Mikael Salomon has proven a proficient tv director (see below for his other genre credits) but here shows that he has no idea of how to direct suspense. The original film and book were works of lean and effective suspense that built up to the shock revelation of what the Jefferson Institute was up to. However, the mini-series blows all the surprises well before it should have. The opening clip of a group of activists breaking into the Jefferson Institute gives away within the first minute the essential surprises that the story holds. Moreover, Salomon’s directorial tone lacks any subtlety. It is suggested that there is something sinister going on at the Jefferson Institute from the moment that the place is introduced early in the show. The fact that something is up in OR8 is also heavily signposted by Salomon’s camera pulling back to ominously frame the number on the door, while other pieces like the carbon monoxide in the blood are clued in well before they should have been.

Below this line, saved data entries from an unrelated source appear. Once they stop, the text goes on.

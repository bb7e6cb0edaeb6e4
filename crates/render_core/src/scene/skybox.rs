//! Skybox

use std::path::Path;

use crate::foundation::math::Vec4;
use crate::render::assets::Assets;
use crate::render::context::{Capability, Context, DepthFunc};
use crate::render::material::{Blending, Material, Shading};
use crate::render::resources::shader::{ModelShader, ShaderPass};
use crate::render::resources::texture_loader::{TextureError, TextureLoader, TextureLoaderFlags};
use crate::render::uniform_setter::UniformSetter;
use crate::render::{RenderError, RenderResult};

/// Name of the mesh the skybox is drawn with
pub const SKYBOX_MESH: &str = "cube_mesh";

/// Cube-mapped background
#[derive(Debug, Clone, PartialEq)]
pub struct Skybox {
    material: Material,
}

impl Skybox {
    /// Skybox drawn with its own copy of `material`
    pub fn new(material: &Material) -> Self {
        Self { material: material.clone() }
    }

    /// Load a cube map (see [`TextureLoader::load_cubemap`]) and build an unlit material around it
    pub fn load(
        ctx: &mut Context,
        assets: &mut Assets,
        path: impl AsRef<Path>,
        flags: &TextureLoaderFlags,
    ) -> Result<Self, TextureError> {
        let path = path.as_ref();
        let cube_map = TextureLoader::new(assets).load_cubemap(ctx, path, flags)?;

        let material = Material::new(path.display().to_string())
            .with_sampler("skybox", cube_map)
            .with_uniform("color", Vec4::new(1.0, 1.0, 1.0, 1.0))
            .with_two_sided(true)
            .with_shading(Shading::Unlit)
            .with_blending(Blending::Opaque);

        Ok(Self { material })
    }

    /// Material the skybox draws with
    pub fn material(&self) -> &Material {
        &self.material
    }

    /// Draw behind everything already in the depth buffer
    pub fn draw(&self, ctx: &mut Context, assets: &mut Assets, setter: &UniformSetter) -> RenderResult<()> {
        let shader = assets
            .shaders
            .get_mut(ShaderPass::Skybox, ModelShader::Model, self.material.shader_index)?;
        let mesh = assets
            .meshes
            .get(SKYBOX_MESH)
            .ok_or_else(|| RenderError::MissingMesh(SKYBOX_MESH.to_string()))?;

        ctx.enable(Capability::DepthTest);
        ctx.set_depth_func(DepthFunc::Lequal);
        ctx.set_depth_mask(true);
        ctx.disable(Capability::Blending);

        self.material.apply(shader, ctx);
        self.material.apply_culling(ctx);
        setter.apply(shader);
        shader.use_program(ctx);

        mesh.draw(ctx);
        Ok(())
    }
}
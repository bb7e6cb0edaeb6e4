//! GPU fences

use crate::render::context::{Context, FenceId};

/// A fence polled without blocking
///
/// An unplaced fence never reports completion.
#[derive(Debug, Default)]
pub struct Fence {
    id: Option<FenceId>,
}

impl Fence {
    /// An unplaced fence
    pub fn new() -> Self {
        Self::default()
    }

    /// Insert the fence after all previously issued commands, replacing any earlier placement
    pub fn place(&mut self, ctx: &mut Context) {
        self.release(ctx);
        self.id = Some(ctx.device_mut().fence_sync());
    }

    /// Whether the commands before the fence have completed
    pub fn is_done(&self, ctx: &mut Context) -> bool {
        self.id.is_some_and(|id| ctx.device_mut().fence_signaled(id))
    }

    /// Whether the fence has been placed
    pub fn is_placed(&self) -> bool {
        self.id.is_some()
    }

    /// Delete the device fence
    pub fn release(&mut self, ctx: &mut Context) {
        if let Some(id) = self.id.take() {
            ctx.device_mut().delete_fence(id);
        }
    }
}

#[cfg(test)]
mod tests {
    use super::*;
    use crate::foundation::math::UVec2;
    use crate::render::context::RecordingDevice;

    #[test]
    fn test_fence_lifecycle() {
        let mut ctx = Context::new(Box::new(RecordingDevice::new()), UVec2::new(8, 8));
        let mut fence = Fence::new();
        assert!(!fence.is_done(&mut ctx));

        fence.place(&mut ctx);
        assert!(fence.is_placed());
        assert!(!fence.is_done(&mut ctx));

        ctx.device_as_mut::<RecordingDevice>().unwrap().signal_fences();
        assert!(fence.is_done(&mut ctx));

        fence.release(&mut ctx);
        assert!(!fence.is_placed());
        assert_eq!(ctx.device_as::<RecordingDevice>().unwrap().live_fences(), 0);
    }
}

Throughout, Salomon has a hugely irritating habit of throwing in what seems like suspenseful contrivations and then jerking the carpet out from under us in ways that reveals the drama we were invested in to be a red herring. In the opening moments, an ambulance pulls up outside the hospital and the camera follows a nurse hurrying a medical container through to surgery where we expect it to be an organ for a transplant – only to find that she is delivering the doctors’ coffee. In another scene, Lauren Ambrose returns home and is shocked by seeing her roommate (Kate Kneeland)’s arm lying awkwardly out from the couch in the foreground as though she has been murdered, only for Salomon to pull back and reveal that she is merely sleeping. In maybe the worst of these idiotic red herrings, a wounded Steven Pasquale is taken into surgery, which is intercut with scenes where the conspirators make the decision to recruit another subject and we get the impression that Pasquale is going to be the next victim, only for it to then be anticlimactically revealed that he has been taken to another hospital.

In the central role, Lauren Ambrose seems to merely be coasting through. Ambrose was an actress of great promise in tv’s Six Feet Under (2001-5) but you get the impression that she has merely regarded Coma as a job assignment to pay the bills. She never seems to invest the central character with an intellectual curiosity and crusading zeal to fight for right. Similarly, Steven Pasquale does little other than inhabit a role. The acting strength of the show mostly rests with the seniors, Ellen Burstyn who incarnates her part like a hideous Wicked Witch, and Richard Dreyfuss who emerges with surprising bite in the second half.

Danish born Mikael Salomon has worked as a cinematographer on a number of films. He premiered as a cinematic director with A Far Off Place (1993) and the disaster film Hard Rain (1998). Since then most of Salomon’s directorial work has been in television with genre tv series and movies such as Aftershock: Earthquake in New York (1999), the Dean R. Koontz adaptation Sole Survivor (2000), Young Arthur (2002), the remake of ‘Salem’s Lot (2004), Fallen (2006), episodes of Nightmares & Dreamscapes: From the Stories of Stephen King (2006), the remake of The Andromeda Strain (2008), The Lost Future (2010) and the Stephen King adaptation Big Driver (2014).